Activity:
Gather, from the data below, each line in which the word "Json" occurs.

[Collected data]
┄┄┄┄┄┄

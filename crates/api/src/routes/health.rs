use axum::extract::State;
use axum::{routing::get, Json, Router};
use chrono::Utc;
use luxrent_core::types::Timestamp;
use serde::Serialize;

use crate::state::AppState;

/// Health check response payload.
#[derive(Serialize)]
pub struct HealthResponse {
    /// Overall service status.
    pub status: &'static str,
    /// Crate version from Cargo.toml.
    pub version: &'static str,
    pub timestamp: Timestamp,
    /// Sessions held by the store, or `null` if the store is unreachable.
    pub active_sessions: Option<usize>,
}

/// GET /health -- returns liveness and session store health.
async fn health_check(State(state): State<AppState>) -> Json<HealthResponse> {
    let active_sessions = match state.gate.active_sessions().await {
        Ok(count) => Some(count),
        Err(e) => {
            tracing::warn!(error = %e, "Health check could not reach the session store");
            None
        }
    };

    let status = if active_sessions.is_some() { "ok" } else { "degraded" };

    Json(HealthResponse {
        status,
        version: env!("CARGO_PKG_VERSION"),
        timestamp: Utc::now(),
        active_sessions,
    })
}

/// Mount health check routes (root level, NOT under `/api/v1`).
pub fn router() -> Router<AppState> {
    Router::new().route("/health", get(health_check))
}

┄┄┄┄┄┄

Answer section:
use axum::{routing::get, Json, Router};
async fn health_check(State(state): State<AppState>) -> Json<HealthResponse> {
    Json(HealthResponse {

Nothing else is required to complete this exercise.